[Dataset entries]
^^^^

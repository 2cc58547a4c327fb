// SPDX-License-Identifier: Apache-2.0 OR MIT
// Copyright (c) 2025-2026 naskel.com

//! Gateway discovery through the Phoscon discovery service.
//!
//! The service reports gateways that announced themselves from the same
//! public address as the caller.

use crate::error::{DeconzError, Result};
use reqwest::Client;
use serde::Deserialize;

/// Public discovery endpoint.
pub const DISCOVERY_URL: &str = "https://phoscon.de/discover";

/// A gateway reported by discovery.
#[derive(Debug, Clone, PartialEq, Eq, Deserialize)]
pub struct DiscoveredGateway {
    pub id: String,
    #[serde(default)]
    pub name: Option<String>,
    #[serde(default, rename = "macaddress")]
    pub mac_address: Option<String>,
    #[serde(rename = "internalipaddress")]
    pub internal_ip_address: String,
    #[serde(rename = "internalport")]
    pub internal_port: u16,
}

impl DiscoveredGateway {
    /// REST API base address of this gateway.
    pub fn api_url(&self) -> String {
        format!(
            "http://{}:{}/api",
            self.internal_ip_address, self.internal_port
        )
    }
}

/// Query the discovery service. An empty list is a valid answer.
pub async fn discover(client: &Client, url: &str) -> Result<Vec<DiscoveredGateway>> {
    let response = client.get(url).send().await?;

    let status = response.status();
    let body = response.text().await?;
    if !status.is_success() {
        return Err(DeconzError::Status {
            status: status.as_u16(),
            body,
        });
    }

    let gateways: Vec<DiscoveredGateway> = serde_json::from_str(&body)?;
    tracing::debug!(count = gateways.len(), "discovery answered");
    Ok(gateways)
}
// SPDX-License-Identifier: Apache-2.0 OR MIT
// Copyright (c) 2025-2026 naskel.com

//! Default configuration generation.
//!
//! When no configuration file exists, a starting point is generated: the
//! gateway address comes from discovery and the API key from pairing.
//! Anything that cannot be obtained keeps its placeholder.

use crate::config::Configuration;
use deflux_deconz::{DeconzError, DiscoveredGateway, DISCOVERY_URL};
use reqwest::Client;
use std::future::Future;
use std::time::Duration;

/// Timeout applied to discovery and pairing requests.
const PROVISIONING_TIMEOUT: Duration = Duration::from_secs(10);

/// Gateway discovery and pairing.
pub trait Provisioner {
    /// Gateways visible from this network. An empty list is not an error.
    fn discover(&self) -> impl Future<Output = Result<Vec<DiscoveredGateway>, DeconzError>> + Send;

    /// Request an API key from the gateway at `addr`.
    fn pair(&self, addr: &str) -> impl Future<Output = Result<String, DeconzError>> + Send;
}

/// [`Provisioner`] talking to the Phoscon discovery service and the
/// gateway's REST API.
#[derive(Debug, Clone)]
pub struct DeconzProvisioner {
    client: Client,
    discovery_url: String,
}

impl DeconzProvisioner {
    pub fn new() -> Result<Self, DeconzError> {
        let client = Client::builder().timeout(PROVISIONING_TIMEOUT).build()?;
        Ok(Self {
            client,
            discovery_url: DISCOVERY_URL.to_string(),
        })
    }

    /// Query another discovery endpoint.
    pub fn with_discovery_url(mut self, url: impl Into<String>) -> Self {
        self.discovery_url = url.into();
        self
    }
}

impl Provisioner for DeconzProvisioner {
    async fn discover(&self) -> Result<Vec<DiscoveredGateway>, DeconzError> {
        deflux_deconz::discover(&self.client, &self.discovery_url).await
    }

    async fn pair(&self, addr: &str) -> Result<String, DeconzError> {
        deflux_deconz::pair(&self.client, addr).await
    }
}

/// Configuration made of placeholders only.
pub fn default_configuration() -> Configuration {
    Configuration::default()
}

/// Build a default configuration, filling in what the provisioner finds.
///
/// Pairing is attempted only after discovery returned at least one
/// gateway; the first one is used. Failures are logged and leave the
/// matching placeholders in place.
pub async fn generate_default_configuration<P: Provisioner>(provisioner: &P) -> Configuration {
    let mut config = default_configuration();

    let gateways = match provisioner.discover().await {
        Ok(gateways) => gateways,
        Err(e) => {
            tracing::warn!("unable to discover deCONZ gateway: {}", e);
            tracing::warn!("please fill out the Deconz section manually");
            return config;
        }
    };

    let Some(gateway) = gateways.first() else {
        tracing::warn!("no deCONZ gateway found on this network");
        tracing::warn!("please fill out the Deconz section manually");
        return config;
    };
    if gateways.len() > 1 {
        tracing::info!(
            count = gateways.len(),
            "several deCONZ gateways found, using the first one"
        );
    }

    config.deconz.addr = gateway.api_url();
    tracing::info!(id = %gateway.id, "discovered deCONZ gateway at {}", config.deconz.addr);

    match provisioner.pair(&config.deconz.addr).await {
        Ok(api_key) => {
            tracing::info!("paired with deCONZ gateway");
            config.deconz.api_key = api_key;
        }
        Err(e) => {
            tracing::warn!("unable to pair with deCONZ gateway: {}", e);
            tracing::warn!(
                "unlock the gateway in Phoscon and run again, or fill out APIKey manually"
            );
        }
    }

    config
}
// SPDX-License-Identifier: Apache-2.0 OR MIT
// Copyright (c) 2025-2026 naskel.com

//! InfluxDB v2 connection and batching settings.

use serde::{Deserialize, Serialize};
use std::time::Duration;

/// Default number of points per flushed batch.
pub const DEFAULT_BATCH_SIZE: usize = 20;

/// Default flush interval (milliseconds).
pub const DEFAULT_FLUSH_INTERVAL_MS: u64 = 1000;

/// Default number of attempts for a failed batch before it is dropped.
pub const DEFAULT_MAX_RETRIES: u32 = 5;

/// InfluxDB v2 connection configuration.
///
/// Serialized with the key names used in `deflux.yml`
/// (`URL`, `Org`, `Token`, `Bucket`, `BatchSize`).
#[derive(Debug, Clone, PartialEq, Eq, Serialize, Deserialize)]
pub struct InfluxConfig {
    /// InfluxDB URL (e.g., "http://localhost:8086/").
    #[serde(rename = "URL", alias = "url")]
    pub url: String,
    /// InfluxDB organization.
    #[serde(rename = "Org", alias = "org")]
    pub org: String,
    /// Authentication token.
    #[serde(rename = "Token", alias = "token")]
    pub token: String,
    /// InfluxDB bucket.
    #[serde(rename = "Bucket", alias = "bucket")]
    pub bucket: String,
    /// Number of points to batch before flush.
    #[serde(
        rename = "BatchSize",
        alias = "batchsize",
        default = "default_batch_size"
    )]
    pub batch_size: usize,
    /// Flush interval in milliseconds. None = default (1000).
    #[serde(
        rename = "FlushIntervalMs",
        alias = "flushintervalms",
        default,
        skip_serializing_if = "Option::is_none"
    )]
    pub flush_interval_ms: Option<u64>,
    /// Attempts per failed batch. None = default (5).
    #[serde(
        rename = "MaxRetries",
        alias = "maxretries",
        default,
        skip_serializing_if = "Option::is_none"
    )]
    pub max_retries: Option<u32>,
}

fn default_batch_size() -> usize {
    DEFAULT_BATCH_SIZE
}

impl InfluxConfig {
    /// Batch size, never below one.
    pub fn effective_batch_size(&self) -> usize {
        self.batch_size.max(1)
    }

    /// Time-based flush cadence.
    pub fn flush_interval(&self) -> Duration {
        Duration::from_millis(self.flush_interval_ms.unwrap_or(DEFAULT_FLUSH_INTERVAL_MS))
    }

    pub fn effective_max_retries(&self) -> u32 {
        self.max_retries.unwrap_or(DEFAULT_MAX_RETRIES)
    }
}

impl Default for InfluxConfig {
    /// Placeholder settings emitted when no configuration exists.
    fn default() -> Self {
        Self {
            url: "http://127.0.0.1:8086/".to_string(),
            org: "change me".to_string(),
            token: "change me".to_string(),
            bucket: "change me".to_string(),
            batch_size: DEFAULT_BATCH_SIZE,
            flush_interval_ms: None,
            max_retries: None,
        }
    }
}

^^^^

**What you have to do:**
State only the count of lines above that hold the string "section".

**Reply to the task:**
2